監視カメラ 3番線 2023年11月3日 23:41
画面左端に、紺色のコートを着た女性が立っている。首から下げた名札には「佐藤」とある。女性はホームの端まで歩き、足を止める。カメラは彼女の後ろ姿を映す。女性は振り返らず、ゆっくりと身を乗り出す。23:42、女性の姿がフレームから消える。次のフレームには誰もいない。

乗客インタビュー(録音・声のみ)
声A(男性・低め):
「俺は去年の夏、会社帰りに消えた。家に帰るつもりだったのに、気づいたらこの駅だった。帰る列車に乗るには……ここにいる理由を、家族に言っちゃいけないらしい。俺はまだ言ってない。言ったら、列車は来ないって放送で言ってる」

構内放送(午前10時55分)
「忘れ物台帳への記入をお忘れなく。記入のない忘れ物は、所有者がこの駅に留まる意思がないと判断されます。帰る列車は、意思表示をした方のみご乗車いただけます」

忘れ物台帳(No. 1923)
品名:スマートフォン
拾得場所:改札前
記入者:なし
備考:画面は割れている。通知はすべて「不在着信」ばかり。

監視カメラ 改札 2024年2月14日 14:22
若い男性が忘れ物台帳の前で立ち止まる。手帳に何かを書き込む。
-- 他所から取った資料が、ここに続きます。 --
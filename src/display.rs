//! Console output for the CLI: periodic counters, the end-of-run summary
//! and the connection listing.

use crate::conntrack::Status;
use crate::pipeline::AggregatedTick;
use crate::table::{ConnSnapshot, TableStats};

/// Statuses with at least one record, as `NAME=count` pairs.
pub fn format_status_counts(counts: &[usize; Status::COUNT]) -> String {
    Status::ALL
        .iter()
        .zip(counts)
        .filter(|(_, count)| **count > 0)
        .map(|(status, count)| format!("{}={}", status, count))
        .collect::<Vec<_>>()
        .join(" ")
}

/// Print one line of merged counters.
pub fn print_stats_tick(tick: &AggregatedTick) {
    println!(
        "[stats] {:>8.1} fps {:>8.3} Mbps | conns {:>6} | accepted {} rejected {} | {}",
        tick.fps,
        tick.mbps,
        tick.active_conns,
        tick.totals.accepted(),
        tick.totals.rejected,
        format_status_counts(&tick.status_counts)
    );
}

/// Print the end-of-run summary.
pub fn print_summary(frames: u64, skipped: u64, stats: &TableStats, remaining: usize) {
    println!();
    println!("{}", "=".repeat(50));
    println!("Tracking complete.");
    println!("  Frames read:        {}", frames);
    println!("  Non-TCP skipped:    {}", skipped);
    println!("  Segments tracked:   {}", stats.segments);
    println!("  Accepted:           {}", stats.accepted());
    println!("    committed:        {}", stats.committed);
    println!("    ignored:          {}", stats.ignored);
    println!("    liberal:          {}", stats.liberal);
    println!("    closed:           {}", stats.closed);
    println!("  Rejected:           {}", stats.rejected);
    for (kind, count) in &stats.reject_reasons {
        println!("    {:<18}{}", format!("{}:", kind), count);
    }
    println!("  Out of sync:        {}", stats.out_of_sync);
    println!("  Reopened:           {}", stats.reopened);
    println!("  Connections:        {} opened, {} expired, {} evicted, {} open at exit",
        stats.created, stats.expired, stats.evicted, remaining);
    println!("{}", "=".repeat(50));
}

/// One line per record, oldest first.
pub fn print_connections(conns: &[ConnSnapshot], limit: usize) {
    for conn in conns.iter().take(limit) {
        println!("{}", format_connection(conn));
    }
    if conns.len() > limit {
        println!("  ... ({} more)", conns.len() - limit);
    }
}

fn format_connection(conn: &ConnSnapshot) -> String {
    let mut flags = Vec::new();
    if conn.assured {
        flags.push("ASSURED");
    }
    if !conn.seen_reply {
        flags.push("UNREPLIED");
    }
    let mut line = format!(
        "  {:<11} {} -> {} segs={} retrans={}",
        conn.status.as_str(),
        conn.originator,
        conn.responder,
        conn.segments,
        conn.retrans
    );
    if !flags.is_empty() {
        line.push_str(&format!(" [{}]", flags.join(",")));
    }
    line
}

#[cfg(test)]
mod tests {
    use super::*;
    use crate::conntrack::DirectionState;
    use crate::table::Endpoint;
    use std::net::{IpAddr, Ipv4Addr};

    #[test]
    fn status_counts_skip_empty() {
        let mut counts = [0; Status::COUNT];
        counts[Status::Established.index()] = 4;
        counts[Status::TimeWait.index()] = 1;
        assert_eq!(format_status_counts(&counts), "ESTABLISHED=4 TIME_WAIT=1");
        assert_eq!(format_status_counts(&[0; Status::COUNT]), "");
    }

    #[test]
    fn connection_line() {
        let ep = |last, port| Endpoint {
            ip: IpAddr::V4(Ipv4Addr::new(10, 0, 0, last)),
            port,
        };
        let conn = ConnSnapshot {
            originator: ep(2, 40000),
            responder: ep(1, 80),
            status: Status::SynSent,
            assured: false,
            seen_reply: false,
            retrans: 0,
            first_seen: 0.0,
            last_seen: 0.0,
            expires_at: 120.0,
            segments: 1,
            original: DirectionState::default(),
            reply: DirectionState::default(),
        };
        assert_eq!(
            format_connection(&conn),
            "  SYN_SENT    10.0.0.2:40000 -> 10.0.0.1:80 segs=1 retrans=0 [UNREPLIED]"
        );
    }
}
書き終えると、男性は自分の胸ポケットから同じ手帳を取り出し、台帳の上に置く。男性はカメラに向かって一瞬微笑み、3番線方向へ歩き去る。

乗客インタビュー(録音・声のみ)
声B(女性・静か):
「私は子供の頃に消えた子。両親は今も探してる。でもこの駅に来てわかったの。探され続けている限り、帰る列車には乗れないって。探すのをやめてもらえたら……そのとき、乗れるのかな」

構内放送(午後7時03分)
「本日の帰る列車は、乗車予定者3名を確認しております。条件はただ一つ。『この駅で誰にも会わなかったこと』。会ってしまった方は、残念ながらご乗車いただけません」

忘れ物台帳(No. 2011)
品名:子供用の赤いランドセル
拾得場所:1番線ホーム
記入者:なし
備考:中には折り紙の鶴が一羽だけ入っている。鶴の羽に小さく「またね」と書かれている。

監視カメラ 3番線 2024年6月8日 23:40
画面に三人の影が映る。一人はコート姿の女性、一人は手帳を持った男性、もう一人はランドセルを背負った子供。誰もがホームの端に立ち、互いを見ていない。三人は同時に、ゆっくりと身を乗り出す。23:47、三人の姿が同時にフレームから消える。